Compared with television in the U.S., Brazil often offers more liberal depictions of sex. After one encounter was transmitted on the nightly broadcast of “Big Brother,” Globo banned such scenes from the nightly edited version on open cable, but they could be viewed on the live 24-hour channel available to paying viewers.

“If the courts eventually do accept the thesis that there was sexual abuse it wouldn’t only be disastrous for the image of Big Brother Brasil,” according to Veja, an influential weekly magazine. “Bad taste and vulgarity on reality shows bring in an audience, but the public refuses to swallow every type of abuse,” wrote Alessandra Medina and Marcelo Marthe.

In this year’s “Big Brother” house, there are fewer beds than there are people, so participants must sleep together.

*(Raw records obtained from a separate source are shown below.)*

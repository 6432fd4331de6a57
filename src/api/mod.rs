//! Snapshot API route table
//!
//! Builds the fixed set of `/api/*` routes over a [`SnapshotProvider`].

use crate::config::ApiConfig;
use crate::http::{Response, Router, Status};
use crate::snapshot::SnapshotProvider;
use std::sync::Arc;

pub mod handlers;

/// Strings identifying this API in response bodies
#[derive(Debug, Clone, PartialEq)]
pub struct ApiIdentity {
    /// `source` field of status and performance
    pub source: String,
    /// `plugin` field of health, `message` of the directory
    pub plugin_name: String,
}

impl Default for ApiIdentity {
    fn default() -> Self {
        Self::from(&ApiConfig::default())
    }
}

impl From<&ApiConfig> for ApiIdentity {
    fn from(config: &ApiConfig) -> Self {
        Self {
            source: config.identity.source.clone(),
            plugin_name: config.identity.plugin_name.clone(),
        }
    }
}

/// Status used for unmatched paths
#[derive(Debug, Clone, Copy, Default, PartialEq, Eq)]
pub enum NotFoundPolicy {
    /// 200 with an `error` body, as existing dashboards expect
    #[default]
    Ok,
    /// 404 with the same body
    Status404,
}

impl NotFoundPolicy {
    /// Policy selected by `api.strict_not_found`
    pub fn from_strict(strict: bool) -> Self {
        if strict { Self::Status404 } else { Self::Ok }
    }

    /// The `{"error":"Not found"}` response under this policy
    pub fn response(self) -> Response {
        let status = match self {
            Self::Ok => Status::Ok,
            Self::Status404 => Status::NotFound,
        };
        Response::json_with_status(status, handlers::not_found().to_string())
    }
}

/// Build the route table. Order matters: first matching prefix wins.
pub fn routes(
    provider: Arc<dyn SnapshotProvider>,
    identity: ApiIdentity,
    not_found: NotFoundPolicy,
) -> Router {
    let identity = Arc::new(identity);
    let mut router = Router::new(move |_| not_found.response());

    {
        let (p, id) = (Arc::clone(&provider), Arc::clone(&identity));
        router.prefix("/api/status", move |_| {
            Response::json(handlers::status(p.as_ref(), &id).to_string())
        });
    }
    {
        let p = Arc::clone(&provider);
        router.prefix("/api/players", move |_| {
            Response::json(handlers::players(p.as_ref()).to_string())
        });
    }
    {
        let (p, id) = (Arc::clone(&provider), Arc::clone(&identity));
        router.prefix("/api/performance", move |_| {
            Response::json(handlers::performance(p.as_ref(), &id).to_string())
        });
    }
    {
        let p = Arc::clone(&provider);
        router.prefix("/api/world", move |_| {
            Response::json(handlers::world(p.as_ref()).to_string())
        });
    }
    {
        let p = Arc::clone(&provider);
        router.prefix("/api/server-info", move |_| {
            Response::json(handlers::server_info(p.as_ref()).to_string())
        });
    }
    {
        let (p, id) = (Arc::clone(&provider), Arc::clone(&identity));
        router.prefix("/api/health", move |_| {
            Response::json(handlers::health(p.as_ref(), &id).to_string())
        });
    }

    for root in ["/api/", "/api"] {
        let id = Arc::clone(&identity);
        router.exact(root, move |_| Response::json(handlers::directory(&id).to_string()));
    }

    router
}
//! Shared helpers for socket-level tests

#![allow(dead_code)]

use hyperstat::{
    ApiIdentity, NotFoundPolicy, Server, ServerBuilder, ServerMetadata, ServerSettings,
    SnapshotError, SnapshotProvider, WorldInfo,
};
use std::io::{Read, Write};
use std::net::{SocketAddr, TcpStream};
use std::sync::Arc;
use std::time::Duration;

/// Host stand-in with fixed answers
#[derive(Default, Clone)]
pub struct StaticHost {
    pub players: Vec<String>,
    pub max_players: u32,
    pub tps: Option<f64>,
    pub heap_used_mb: u64,
    pub heap_max_mb: u64,
    pub uptime_seconds: u64,
    pub worlds: Vec<WorldInfo>,
    pub metadata: ServerMetadata,
}

impl SnapshotProvider for StaticHost {
    fn online_player_names(&self) -> Vec<String> {
        self.players.clone()
    }
    fn max_players(&self) -> u32 {
        self.max_players
    }
    fn tps(&self) -> Result<f64, SnapshotError> {
        self.tps
            .ok_or_else(|| SnapshotError::Failed("recentTps field not found".to_string()))
    }
    fn heap_used_mb(&self) -> u64 {
        self.heap_used_mb
    }
    fn heap_max_mb(&self) -> u64 {
        self.heap_max_mb
    }
    fn uptime_seconds(&self) -> u64 {
        self.uptime_seconds
    }
    fn worlds(&self) -> Vec<WorldInfo> {
        self.worlds.clone()
    }
    fn server_metadata(&self) -> ServerMetadata {
        self.metadata.clone()
    }
}

/// Start a loopback server on an ephemeral port
pub fn start(provider: Arc<dyn SnapshotProvider>) -> (Server, SocketAddr) {
    let mut server = ServerBuilder::new()
        .settings(ServerSettings::development())
        .identity(ApiIdentity::default())
        .not_found(NotFoundPolicy::Ok)
        .build(provider);
    let addr = server.start().expect("server starts");
    (server, addr)
}

/// Parsed raw HTTP response
#[derive(Debug)]
pub struct RawResponse {
    pub status_line: String,
    pub headers: Vec<(String, String)>,
    pub body: String,
}

impl RawResponse {
    pub fn parse(raw: &str) -> Self {
        let (head, body) = raw.split_once("\r\n\r\n").expect("header terminator");
        let mut lines = head.split("\r\n");
        let status_line = lines.next().unwrap_or_default().to_string();
        let headers = lines
            .filter_map(|line| line.split_once(": "))
            .map(|(k, v)| (k.to_string(), v.to_string()))
            .collect();

        Self {
            status_line,
            headers,
            body: body.to_string(),
        }
    }

    pub fn header(&self, name: &str) -> Option<&str> {
        self.headers
            .iter()
            .find(|(k, _)| k.eq_ignore_ascii_case(name))
            .map(|(_, v)| v.as_str())
    }

    pub fn json(&self) -> serde_json::Value {
        serde_json::from_str(&self.body).expect("valid JSON body")
    }
}

/// Connect with a read timeout so a broken server fails the test instead of hanging
pub fn connect(addr: SocketAddr) -> TcpStream {
    let stream = TcpStream::connect(addr).expect("connect");
    stream
        .set_read_timeout(Some(Duration::from_secs(10)))
        .unwrap();
    stream
}

/// Read until the server closes
pub fn read_all(mut stream: TcpStream) -> RawResponse {
    let mut raw = String::new();
    stream.read_to_string(&mut raw).expect("read response");
    RawResponse::parse(&raw)
}

/// Send one request and read the whole response
pub fn send(addr: SocketAddr, method: &str, path: &str) -> RawResponse {
    let mut stream = connect(addr);
    write!(stream, "{method} {path} HTTP/1.1\r\nHost: localhost\r\nUser-Agent: test\r\n\r\n").unwrap();
    read_all(stream)
}
//! Runtime settings for the listener and worker pool

use std::net::{IpAddr, Ipv4Addr, SocketAddr};
use std::time::Duration;

/// Default listening port
pub const DEFAULT_PORT: u16 = 8080;

/// Default worker count
pub const DEFAULT_WORKERS: usize = 4;

/// Listener and pool settings, resolved from configuration
#[derive(Debug, Clone, PartialEq)]
pub struct ServerSettings {
    /// Interface to bind
    pub bind_ip: IpAddr,
    /// Port to bind; 0 picks a free port
    pub port: u16,
    /// Worker threads handling connections
    pub workers: usize,
    /// Per-connection read timeout. `None` waits indefinitely.
    pub read_timeout: Option<Duration>,
    /// Prefix for worker thread names
    pub thread_name: String,
}

impl Default for ServerSettings {
    fn default() -> Self {
        Self {
            bind_ip: IpAddr::V4(Ipv4Addr::UNSPECIFIED),
            port: DEFAULT_PORT,
            workers: DEFAULT_WORKERS,
            read_timeout: None,
            thread_name: "hyperstat".to_string(),
        }
    }
}

impl ServerSettings {
    /// Settings for tests and local development: loopback, ephemeral port
    pub fn development() -> Self {
        Self {
            bind_ip: IpAddr::V4(Ipv4Addr::LOCALHOST),
            port: 0,
            ..Self::default()
        }
    }

    /// Address to bind
    pub fn bind_addr(&self) -> SocketAddr {
        SocketAddr::new(self.bind_ip, self.port)
    }
}

/// Address a local client can connect to in order to reach `bound`
pub(crate) fn wake_addr(bound: SocketAddr) -> SocketAddr {
    let ip = match bound.ip() {
        IpAddr::V4(ip) if ip.is_unspecified() => IpAddr::V4(Ipv4Addr::LOCALHOST),
        IpAddr::V6(ip) if ip.is_unspecified() => IpAddr::V6(std::net::Ipv6Addr::LOCALHOST),
        ip => ip,
    };
    SocketAddr::new(ip, bound.port())
}

#[cfg(test)]
mod tests {
    use super::*;

    #[test]
    fn test_defaults() {
        let settings = ServerSettings::default();
        assert_eq!(settings.bind_addr().to_string(), "0.0.0.0:8080");
        assert_eq!(settings.workers, 4);
        assert!(settings.read_timeout.is_none());
    }

    #[test]
    fn test_wake_addr_replaces_unspecified() {
        let bound: SocketAddr = "0.0.0.0:9000".parse().unwrap();
        assert_eq!(wake_addr(bound).to_string(), "127.0.0.1:9000");

        let bound: SocketAddr = "[::]:9000".parse().unwrap();
        assert_eq!(wake_addr(bound).to_string(), "[::1]:9000");

        let bound: SocketAddr = "192.0.2.7:9000".parse().unwrap();
        assert_eq!(wake_addr(bound), bound);
    }
}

The channel drew more criticism after some questioned whether Amin might have been pressured to change her story. On the show, she said the two had kissed but she didn’t remember having sex with him. “Only if he did it while I was sleeping,” she then said. “But if that’s the case he’d be a really bad person.”

Days later, accompanied by lawyers hired by the channel, she gave police a statement saying they had touched each other under the covers but that no sex had occurred, and everything that did occur was consensual, police said. Authorities have nevertheless acquired tapes, clothing and the bedsheets for analysis.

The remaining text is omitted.